## Task description
Work through the listing below, copying each line that carries the word "Debug".

## Given information
/---

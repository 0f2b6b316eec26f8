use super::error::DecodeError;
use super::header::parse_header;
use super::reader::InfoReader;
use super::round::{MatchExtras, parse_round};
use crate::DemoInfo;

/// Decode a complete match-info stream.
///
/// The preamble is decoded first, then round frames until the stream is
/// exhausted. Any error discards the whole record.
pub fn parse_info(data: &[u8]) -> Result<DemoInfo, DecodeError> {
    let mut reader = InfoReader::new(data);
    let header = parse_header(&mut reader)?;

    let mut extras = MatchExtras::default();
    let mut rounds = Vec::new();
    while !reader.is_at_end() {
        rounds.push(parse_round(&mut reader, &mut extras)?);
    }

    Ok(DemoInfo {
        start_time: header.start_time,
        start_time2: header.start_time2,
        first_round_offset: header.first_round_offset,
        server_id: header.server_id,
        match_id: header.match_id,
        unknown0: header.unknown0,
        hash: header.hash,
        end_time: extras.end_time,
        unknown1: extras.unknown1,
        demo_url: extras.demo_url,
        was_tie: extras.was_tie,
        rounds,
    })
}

\---
/---

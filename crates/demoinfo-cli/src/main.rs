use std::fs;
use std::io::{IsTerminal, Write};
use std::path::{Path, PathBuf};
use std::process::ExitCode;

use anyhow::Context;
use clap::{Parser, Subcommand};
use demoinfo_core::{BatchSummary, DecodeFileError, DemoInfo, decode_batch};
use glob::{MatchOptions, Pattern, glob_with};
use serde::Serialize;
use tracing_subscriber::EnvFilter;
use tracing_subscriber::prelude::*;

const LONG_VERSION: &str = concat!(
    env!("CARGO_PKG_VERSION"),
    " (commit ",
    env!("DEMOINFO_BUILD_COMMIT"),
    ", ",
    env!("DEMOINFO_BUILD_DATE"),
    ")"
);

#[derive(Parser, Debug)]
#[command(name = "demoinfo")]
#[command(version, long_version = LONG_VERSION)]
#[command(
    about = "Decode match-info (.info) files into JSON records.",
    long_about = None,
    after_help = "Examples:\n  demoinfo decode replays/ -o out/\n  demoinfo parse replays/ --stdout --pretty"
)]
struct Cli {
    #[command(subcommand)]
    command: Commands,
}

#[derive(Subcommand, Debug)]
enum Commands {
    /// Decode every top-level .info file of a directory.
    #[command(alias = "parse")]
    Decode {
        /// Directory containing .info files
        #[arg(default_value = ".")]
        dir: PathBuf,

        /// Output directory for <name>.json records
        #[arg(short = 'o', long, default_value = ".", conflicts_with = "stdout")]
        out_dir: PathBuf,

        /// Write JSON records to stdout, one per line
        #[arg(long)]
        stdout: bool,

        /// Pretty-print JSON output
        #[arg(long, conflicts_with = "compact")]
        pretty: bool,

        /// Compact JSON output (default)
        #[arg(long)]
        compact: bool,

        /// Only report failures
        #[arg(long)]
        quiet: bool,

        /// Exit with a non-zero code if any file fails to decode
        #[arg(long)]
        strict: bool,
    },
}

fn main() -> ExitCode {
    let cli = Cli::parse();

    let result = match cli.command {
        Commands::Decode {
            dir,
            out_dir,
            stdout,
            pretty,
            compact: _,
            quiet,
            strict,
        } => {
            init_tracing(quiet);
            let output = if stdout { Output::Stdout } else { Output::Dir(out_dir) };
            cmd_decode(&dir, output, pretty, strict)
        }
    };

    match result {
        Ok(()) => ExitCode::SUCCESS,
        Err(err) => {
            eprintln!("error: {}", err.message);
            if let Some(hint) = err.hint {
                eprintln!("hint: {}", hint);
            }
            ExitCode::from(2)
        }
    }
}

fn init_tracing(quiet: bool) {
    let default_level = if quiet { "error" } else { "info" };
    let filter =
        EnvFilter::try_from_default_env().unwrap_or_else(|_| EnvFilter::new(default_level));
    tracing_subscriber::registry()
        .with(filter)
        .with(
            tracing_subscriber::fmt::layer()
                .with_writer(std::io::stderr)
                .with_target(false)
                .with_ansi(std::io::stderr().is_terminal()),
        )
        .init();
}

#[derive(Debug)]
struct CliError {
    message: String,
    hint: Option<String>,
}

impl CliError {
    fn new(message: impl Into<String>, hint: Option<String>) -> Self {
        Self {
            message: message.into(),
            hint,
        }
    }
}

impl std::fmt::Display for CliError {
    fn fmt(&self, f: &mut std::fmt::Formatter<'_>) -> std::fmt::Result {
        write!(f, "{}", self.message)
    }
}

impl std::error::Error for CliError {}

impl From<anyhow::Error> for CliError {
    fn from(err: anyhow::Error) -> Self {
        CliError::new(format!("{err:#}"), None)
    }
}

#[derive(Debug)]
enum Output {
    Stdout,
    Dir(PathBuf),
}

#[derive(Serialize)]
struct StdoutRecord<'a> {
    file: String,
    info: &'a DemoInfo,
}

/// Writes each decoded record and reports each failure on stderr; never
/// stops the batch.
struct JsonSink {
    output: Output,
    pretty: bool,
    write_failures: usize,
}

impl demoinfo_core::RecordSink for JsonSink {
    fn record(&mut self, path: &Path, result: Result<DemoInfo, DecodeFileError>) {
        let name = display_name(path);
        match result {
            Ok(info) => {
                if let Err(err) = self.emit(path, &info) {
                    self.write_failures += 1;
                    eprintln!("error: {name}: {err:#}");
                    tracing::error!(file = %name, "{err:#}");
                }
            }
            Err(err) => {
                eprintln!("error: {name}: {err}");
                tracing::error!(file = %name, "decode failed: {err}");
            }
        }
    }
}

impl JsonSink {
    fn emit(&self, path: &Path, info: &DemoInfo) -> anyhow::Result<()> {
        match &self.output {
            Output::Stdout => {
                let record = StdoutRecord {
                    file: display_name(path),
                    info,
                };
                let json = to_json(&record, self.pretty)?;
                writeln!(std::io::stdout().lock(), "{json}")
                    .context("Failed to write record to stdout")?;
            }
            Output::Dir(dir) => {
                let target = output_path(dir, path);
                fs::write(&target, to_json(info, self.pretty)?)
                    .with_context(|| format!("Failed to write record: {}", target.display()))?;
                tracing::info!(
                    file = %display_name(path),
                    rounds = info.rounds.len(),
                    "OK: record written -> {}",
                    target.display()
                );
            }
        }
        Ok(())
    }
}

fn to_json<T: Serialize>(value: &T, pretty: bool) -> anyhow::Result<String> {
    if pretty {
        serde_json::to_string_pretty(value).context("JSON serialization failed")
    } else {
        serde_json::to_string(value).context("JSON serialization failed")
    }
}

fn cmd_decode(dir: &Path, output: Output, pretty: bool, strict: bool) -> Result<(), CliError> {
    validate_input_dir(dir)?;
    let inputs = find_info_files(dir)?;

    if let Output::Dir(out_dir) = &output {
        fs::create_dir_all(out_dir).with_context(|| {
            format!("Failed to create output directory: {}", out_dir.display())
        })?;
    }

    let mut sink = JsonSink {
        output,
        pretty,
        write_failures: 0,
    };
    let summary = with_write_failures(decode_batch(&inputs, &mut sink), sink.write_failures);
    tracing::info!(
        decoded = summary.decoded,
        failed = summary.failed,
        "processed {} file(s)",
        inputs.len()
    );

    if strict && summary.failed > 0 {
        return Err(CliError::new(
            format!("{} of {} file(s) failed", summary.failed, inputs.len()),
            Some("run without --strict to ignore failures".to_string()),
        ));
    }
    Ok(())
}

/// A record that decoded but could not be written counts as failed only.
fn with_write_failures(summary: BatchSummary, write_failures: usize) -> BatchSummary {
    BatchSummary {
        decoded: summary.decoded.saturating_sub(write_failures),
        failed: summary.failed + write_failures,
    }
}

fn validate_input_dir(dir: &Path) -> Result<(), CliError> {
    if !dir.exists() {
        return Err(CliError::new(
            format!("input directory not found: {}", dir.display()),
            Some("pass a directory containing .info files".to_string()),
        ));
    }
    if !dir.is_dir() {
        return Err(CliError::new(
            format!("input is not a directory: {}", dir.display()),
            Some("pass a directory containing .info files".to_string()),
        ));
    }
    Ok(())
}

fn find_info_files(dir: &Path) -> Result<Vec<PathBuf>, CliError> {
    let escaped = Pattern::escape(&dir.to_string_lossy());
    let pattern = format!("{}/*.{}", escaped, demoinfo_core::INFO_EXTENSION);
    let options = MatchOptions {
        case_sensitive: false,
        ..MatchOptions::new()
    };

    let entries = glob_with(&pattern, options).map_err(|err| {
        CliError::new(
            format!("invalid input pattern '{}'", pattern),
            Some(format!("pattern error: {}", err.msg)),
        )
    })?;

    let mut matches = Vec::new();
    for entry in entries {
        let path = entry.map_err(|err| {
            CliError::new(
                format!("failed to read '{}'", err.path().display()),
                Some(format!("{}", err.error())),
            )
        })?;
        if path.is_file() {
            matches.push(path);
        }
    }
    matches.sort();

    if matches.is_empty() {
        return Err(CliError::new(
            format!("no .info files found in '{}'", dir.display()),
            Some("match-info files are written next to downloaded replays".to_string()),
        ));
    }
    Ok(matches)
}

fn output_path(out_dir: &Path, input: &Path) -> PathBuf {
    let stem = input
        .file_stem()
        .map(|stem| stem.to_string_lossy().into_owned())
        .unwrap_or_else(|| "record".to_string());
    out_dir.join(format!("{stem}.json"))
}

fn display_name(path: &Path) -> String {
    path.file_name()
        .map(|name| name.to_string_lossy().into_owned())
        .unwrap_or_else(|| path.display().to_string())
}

\---
/---

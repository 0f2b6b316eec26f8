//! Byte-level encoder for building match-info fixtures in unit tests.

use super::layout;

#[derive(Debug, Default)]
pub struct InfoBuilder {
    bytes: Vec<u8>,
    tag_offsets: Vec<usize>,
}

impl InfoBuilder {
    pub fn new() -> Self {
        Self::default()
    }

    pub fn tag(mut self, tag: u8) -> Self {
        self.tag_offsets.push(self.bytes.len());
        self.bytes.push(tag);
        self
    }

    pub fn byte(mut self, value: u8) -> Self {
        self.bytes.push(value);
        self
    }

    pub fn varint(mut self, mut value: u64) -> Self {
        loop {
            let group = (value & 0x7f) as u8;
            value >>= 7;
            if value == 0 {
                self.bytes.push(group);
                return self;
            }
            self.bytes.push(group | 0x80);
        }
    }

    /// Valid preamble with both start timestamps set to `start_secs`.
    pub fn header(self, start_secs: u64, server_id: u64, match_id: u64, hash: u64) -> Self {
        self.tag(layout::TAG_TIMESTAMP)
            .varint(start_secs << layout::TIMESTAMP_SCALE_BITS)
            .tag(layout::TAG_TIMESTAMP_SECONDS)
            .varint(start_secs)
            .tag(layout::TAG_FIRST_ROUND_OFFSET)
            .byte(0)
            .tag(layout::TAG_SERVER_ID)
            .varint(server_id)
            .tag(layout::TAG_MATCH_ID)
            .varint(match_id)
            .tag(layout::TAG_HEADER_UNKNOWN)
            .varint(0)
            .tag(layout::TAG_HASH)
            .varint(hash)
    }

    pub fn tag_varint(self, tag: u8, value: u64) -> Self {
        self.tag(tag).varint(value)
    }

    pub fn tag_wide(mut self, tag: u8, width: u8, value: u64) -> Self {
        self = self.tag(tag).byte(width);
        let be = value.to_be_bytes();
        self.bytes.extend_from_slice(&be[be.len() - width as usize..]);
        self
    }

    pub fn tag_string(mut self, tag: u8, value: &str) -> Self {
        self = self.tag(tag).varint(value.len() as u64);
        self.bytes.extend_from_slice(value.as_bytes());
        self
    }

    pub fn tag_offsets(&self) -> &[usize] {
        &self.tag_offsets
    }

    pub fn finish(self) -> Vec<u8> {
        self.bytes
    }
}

\---

## Written solution
#[derive(Parser, Debug)]
#[derive(Subcommand, Debug)]
#[derive(Debug)]
#[derive(Debug)]
#[derive(Debug, Default)]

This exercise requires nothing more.